Implement kernel cache #68

junjihashimoto · 2024-10-16T08:06:40Z

This PR implements shader caching to reduce the cost of createKernel.
In case of matmul(#67), the cost is about 50 times that of a GPU operation.
To do the caching, it changes theKernel data-type to a shared pointer.

experimental/kernels/Makefile

…th CPU's one

…rEnd

austinvhuang · 2024-10-19T12:02:12Z

experimental/kernels/ops.cpp

-  Tensor output = createTensor(ctx, Shape{b * t * c}, kf32);
-  printf("Created tensors\n");
+  // Generate the key of the cache by arguments.
+  std::string key = "encoder_forward_" + std::to_string(B) + "_" + std::to_string(T) + "_" + std::to_string(C);


This might be okay as a start, but we probably don't want to do this with all the implicit string allocations here from the to_string and concatenation.

As a start, might use snprintf for the string construction, but later can consider some alternative structure to a string->Kernel map for the pool cache.

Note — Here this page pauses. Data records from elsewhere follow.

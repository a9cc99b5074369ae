use chrono::{Duration, Utc};
use jsonwebtoken::{decode, encode, DecodingKey, EncodingKey, Header, Validation};

use crate::config::{required, JWT_SECRET_ENV};
use crate::models::responses::TokenClaims;
use crate::services::errors::auth_service_errors::AuthServiceError;

#[cfg(test)]
use mockall::automock;

/// Verifies bearer tokens minted by the identity provider. Host ids are opaque:
/// whatever the token's `sub` carries is the caller's host id.
#[cfg_attr(test, automock)]
pub trait AuthServiceTrait: Send + Sync {
    fn verify_token(&self, token: &str) -> Result<TokenClaims, AuthServiceError>;
    fn extract_host_id_from_token(&self, token: &str) -> Result<String, AuthServiceError>;
}

pub struct AuthService {
    jwt_secret: String,
}

impl AuthService {
    pub fn from_env() -> Result<Self, AuthServiceError> {
        let jwt_secret = required(JWT_SECRET_ENV)?;
        Ok(AuthService { jwt_secret })
    }

    pub fn with_jwt_secret(jwt_secret: String) -> Self {
        AuthService { jwt_secret }
    }

    /// Mints a token for `host_id`. Only local tooling and tests need this;
    /// production tokens come from the identity provider.
    pub fn issue_token(&self, host_id: &str, valid_for: Duration) -> Result<String, AuthServiceError> {
        let now = Utc::now();
        let claims = TokenClaims {
            sub: host_id.to_string(),
            exp: (now + valid_for).timestamp() as usize,
            iat: now.timestamp() as usize,
        };

        encode(
            &Header::default(),
            &claims,
            &EncodingKey::from_secret(self.jwt_secret.as_ref()),
        )
        .map_err(|e| AuthServiceError::JwtError(format!("{:#?}", e)))
    }
}

impl AuthServiceTrait for AuthService {
    fn verify_token(&self, token: &str) -> Result<TokenClaims, AuthServiceError> {
        let decoding_key = DecodingKey::from_secret(self.jwt_secret.as_ref());
        let validation = Validation::default();

        match decode::<TokenClaims>(token, &decoding_key, &validation) {
            Ok(token_data) => {
                let now = Utc::now().timestamp() as usize;
                if token_data.claims.exp < now {
                    Err(AuthServiceError::ExpiredToken)
                } else {
                    Ok(token_data.claims)
                }
            }
            Err(err) => match err.kind() {
                jsonwebtoken::errors::ErrorKind::ExpiredSignature => {
                    Err(AuthServiceError::ExpiredToken)
                }
                _ => Err(AuthServiceError::InvalidToken),
            },
        }
    }

    fn extract_host_id_from_token(&self, token: &str) -> Result<String, AuthServiceError> {
        let claims = self.verify_token(token)?;
        if claims.sub.trim().is_empty() {
            return Err(AuthServiceError::ValidationError(
                "Token subject cannot be empty".to_string(),
            ));
        }
        Ok(claims.sub)
    }
}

austinvhuang · 2024-10-19T12:04:40Z

experimental/kernels/ops.cpp

-  Tensor mean_t = createTensor(ctx, Shape{b * t}, kf32);
-  Tensor rstd_t = createTensor(ctx, Shape{b * t}, kf32);
+  // Generate the key of the cache by arguments.
+  std::string key = "layernorm_forward_" + std::to_string(B) + "_" + std::to_string(T) + "_" + std::to_string(C);


same as above re: strings (in general trying not to use too much STL unless it's too onerous to find a lighter alternative)

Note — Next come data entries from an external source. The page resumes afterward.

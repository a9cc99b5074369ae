use async_trait::async_trait;
use aws_sdk_apigatewaymanagement::{primitives::Blob, Client as ApiGatewayClient};
use aws_sdk_dynamodb::{types::AttributeValue, Client as DynamoDbClient};
use tracing::info;

use shared::config::{required, ConfigError, HOST_CONNECTIONS_TABLE_ENV, WEBSOCKET_API_ENDPOINT_ENV};

#[cfg(test)]
use mockall::automock;

pub type ConnectionError = Box<dyn std::error::Error + Send + Sync>;

#[derive(Debug, Clone, Copy, PartialEq, Eq)]
pub enum Delivery {
    Sent,
    /// The socket behind the connection id is gone.
    Gone,
}

/// Open WebSocket connections, one per host.
#[cfg_attr(test, automock)]
#[async_trait]
pub trait ConnectionRepository: Send + Sync {
    async fn get_connection_id(&self, host_id: &str) -> Result<Option<String>, ConnectionError>;

    async fn remove_connection(&self, host_id: &str) -> Result<(), ConnectionError>;

    async fn send_message(
        &self,
        connection_id: &str,
        message: &str,
    ) -> Result<Delivery, ConnectionError>;
}

pub struct DynamoDbConnectionRepository {
    dynamodb_client: DynamoDbClient,
    api_gateway_client: ApiGatewayClient,
    table_name: String,
}

impl DynamoDbConnectionRepository {
    pub fn from_env(
        dynamodb_client: DynamoDbClient,
        config: &aws_config::SdkConfig,
    ) -> Result<Self, ConfigError> {
        let table_name = required(HOST_CONNECTIONS_TABLE_ENV)?;
        let endpoint = required(WEBSOCKET_API_ENDPOINT_ENV)?;

        let api_gateway_config = aws_sdk_apigatewaymanagement::config::Builder::from(config)
            .endpoint_url(endpoint)
            .build();

        Ok(Self {
            dynamodb_client,
            api_gateway_client: ApiGatewayClient::from_conf(api_gateway_config),
            table_name,
        })
    }
}

#[async_trait]
impl ConnectionRepository for DynamoDbConnectionRepository {
    async fn get_connection_id(&self, host_id: &str) -> Result<Option<String>, ConnectionError> {
        let result = self
            .dynamodb_client
            .get_item()
            .table_name(&self.table_name)
            .key("host_id", AttributeValue::S(host_id.to_string()))
            .send()
            .await?;

        Ok(result
            .item
            .and_then(|item| match item.get("connection_id") {
                Some(AttributeValue::S(connection_id)) => Some(connection_id.clone()),
                _ => None,
            }))
    }

    async fn remove_connection(&self, host_id: &str) -> Result<(), ConnectionError> {
        self.dynamodb_client
            .delete_item()
            .table_name(&self.table_name)
            .key("host_id", AttributeValue::S(host_id.to_string()))
            .send()
            .await?;

        info!("Removed WebSocket connection for host: {}", host_id);
        Ok(())
    }

    async fn send_message(
        &self,
        connection_id: &str,
        message: &str,
    ) -> Result<Delivery, ConnectionError> {
        let result = self
            .api_gateway_client
            .post_to_connection()
            .connection_id(connection_id)
            .data(Blob::new(message.as_bytes()))
            .send()
            .await;

        match result {
            Ok(_) => Ok(Delivery::Sent),
            Err(e) => match e.as_service_error() {
                Some(service_error) if service_error.is_gone_exception() => Ok(Delivery::Gone),
                _ => Err(e.into()),
            },
        }
    }
}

austinvhuang · 2024-10-19T12:06:20Z

experimental/kernels/ops.cpp

+  std::string key = "encoder_forward_" + std::to_string(B) + "_" + std::to_string(T) + "_" + std::to_string(C);
+  Kernel op;
+  if (ctx.kernelPool.data.find(key) == ctx.kernelPool.data.end()) {
+    Tensor input = createTensor(ctx, Shape{b * t}, ki32);


This might be out of scope for this PR but eventually there shouldn't be any createTensor operations in ops - they should all be passed in.

In the ideal state (don't have to tackle this all in this PR):

an op should take in any resources needed for a dispatch and submit the dispatch

not do any GPU allocation or perform any CPU/GPU data movement.

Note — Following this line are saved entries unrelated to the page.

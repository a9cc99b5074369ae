use std::collections::HashMap;

use async_trait::async_trait;
use aws_sdk_dynamodb::error::SdkError;
use aws_sdk_dynamodb::types::AttributeValue;
use aws_sdk_dynamodb::Client;
use chrono::{DateTime, Utc};
use serde_dynamo::{from_item, to_attribute_value, to_item};

use crate::config::StoreConfig;
use crate::models::invite::{InviteStatus, SessionInvite};
use crate::repositories::errors::invite_repository_errors::InviteRepositoryError;

#[cfg(test)]
use mockall::automock;

pub struct DynamoDbInviteRepository {
    pub client: Client,
    pub table_name: String,
}

impl DynamoDbInviteRepository {
    pub fn new(client: Client, config: &StoreConfig) -> Self {
        Self {
            client,
            table_name: config.invites_table.clone(),
        }
    }
}

#[cfg_attr(test, automock)]
#[async_trait]
pub trait InviteRepository: Send + Sync {
    async fn create_invite(&self, invite: &SessionInvite) -> Result<(), InviteRepositoryError>;

    async fn get_invite(
        &self,
        invite_id: &str,
    ) -> Result<Option<SessionInvite>, InviteRepositoryError>;

    /// Pending invites addressed to `to_host_id`, newest first.
    async fn list_pending_invites(
        &self,
        to_host_id: &str,
    ) -> Result<Vec<SessionInvite>, InviteRepositoryError>;

    /// Moves a pending invite to a terminal status without side effects.
    /// Fails with `NotPending` when the invite was already resolved.
    async fn close_invite(
        &self,
        invite_id: &str,
        status: InviteStatus,
        responded_at: DateTime<Utc>,
    ) -> Result<(), InviteRepositoryError>;
}

#[async_trait]
impl InviteRepository for DynamoDbInviteRepository {
    async fn create_invite(&self, invite: &SessionInvite) -> Result<(), InviteRepositoryError> {
        let item =
            to_item(invite).map_err(|e| InviteRepositoryError::Serialization(e.to_string()))?;

        self.client
            .put_item()
            .table_name(&self.table_name)
            .set_item(Some(item))
            .condition_expression("attribute_not_exists(id)")
            .send()
            .await
            .map_err(|e| InviteRepositoryError::DynamoDb(e.to_string()))?;

        Ok(())
    }

    async fn get_invite(
        &self,
        invite_id: &str,
    ) -> Result<Option<SessionInvite>, InviteRepositoryError> {
        let output = self
            .client
            .get_item()
            .table_name(&self.table_name)
            .key("id", AttributeValue::S(invite_id.to_string()))
            .consistent_read(true)
            .send()
            .await
            .map_err(|e| InviteRepositoryError::DynamoDb(e.to_string()))?;

        match output.item {
            Some(item) => {
                let invite: SessionInvite = from_item(item)
                    .map_err(|e| InviteRepositoryError::Serialization(e.to_string()))?;
                Ok(Some(invite))
            }
            None => Ok(None),
        }
    }

    async fn list_pending_invites(
        &self,
        to_host_id: &str,
    ) -> Result<Vec<SessionInvite>, InviteRepositoryError> {
        let mut invites = Vec::new();
        let mut start_key: Option<HashMap<String, AttributeValue>> = None;

        loop {
            let output = self
                .client
                .query()
                .table_name(&self.table_name)
                .index_name("ToHostIndex")
                .key_condition_expression("to_host_id = :to_host_id")
                .filter_expression("#status = :pending")
                .expression_attribute_names("#status", "status")
                .expression_attribute_values(
                    ":to_host_id",
                    AttributeValue::S(to_host_id.to_string()),
                )
                .expression_attribute_values(
                    ":pending",
                    AttributeValue::S(InviteStatus::Pending.as_str().to_string()),
                )
                .set_exclusive_start_key(start_key.take())
                .send()
                .await
                .map_err(|e| InviteRepositoryError::DynamoDb(e.to_string()))?;

            for item in output.items.unwrap_or_default() {
                let invite: SessionInvite = from_item(item)
                    .map_err(|e| InviteRepositoryError::Serialization(e.to_string()))?;
                invites.push(invite);
            }

            match output.last_evaluated_key {
                Some(key) if !key.is_empty() => start_key = Some(key),
                _ => break,
            }
        }

        invites.sort_by(|a, b| b.created_at.cmp(&a.created_at));
        Ok(invites)
    }

    async fn close_invite(
        &self,
        invite_id: &str,
        status: InviteStatus,
        responded_at: DateTime<Utc>,
    ) -> Result<(), InviteRepositoryError> {
        let responded_at = to_attribute_value(responded_at)
            .map_err(|e| InviteRepositoryError::Serialization(e.to_string()))?;

        let result = self
            .client
            .update_item()
            .table_name(&self.table_name)
            .key("id", AttributeValue::S(invite_id.to_string()))
            .update_expression("SET #status = :status, responded_at = :responded_at")
            .condition_expression("#status = :pending")
            .expression_attribute_names("#status", "status")
            .expression_attribute_values(":status", AttributeValue::S(status.as_str().to_string()))
            .expression_attribute_values(
                ":pending",
                AttributeValue::S(InviteStatus::Pending.as_str().to_string()),
            )
            .expression_attribute_values(":responded_at", responded_at)
            .send()
            .await;

        match result {
            Ok(_) => Ok(()),
            Err(e) => {
                if let SdkError::ServiceError(service_err) = &e {
                    if service_err.err().is_conditional_check_failed_exception() {
                        return Err(InviteRepositoryError::NotPending);
                    }
                }
                Err(InviteRepositoryError::DynamoDb(e.to_string()))
            }
        }
    }
}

the inputs to the op function should probably be the GPU resources themselves instead of pointers to CPU resources.

austinvhuang · 2024-10-19T12:20:32Z

gpu.hpp

 };

+typedef std::shared_ptr<RawKernel> Kernel;


Could this be a unique_ptr with operations requiring a non-owning views being a raw pointer?

shared_ptr often results in being unclear on what resource is responsible for ownership/lifetime. In this case, I think it should be clear that the ownership and lifetime is handled by the KernelPool.

Also, what if we skip the typedef indirection and kept RawKernel as Kernel? Leaving the pointer type visible makes it clearer how it's used (eg -> vs .)

Also, what if we skip the typedef indirection and kept RawKernel as Kernel? Leaving the pointer type visible makes it clearer how it's used (eg -> vs .)
If you cache a RawKernel, it is owned by the KernelPool, so createTensor must return a reference to the Kernel, not the Kernel itself.

When we cache it, it is owned by the KernelPool, and when we do not cache it, it is not owned by the KernelPool, so separate calls are required to return a reference and not to return a reference, depending on whether we cache it or not. For now, I used shared_ptr to avoid having to prepare two.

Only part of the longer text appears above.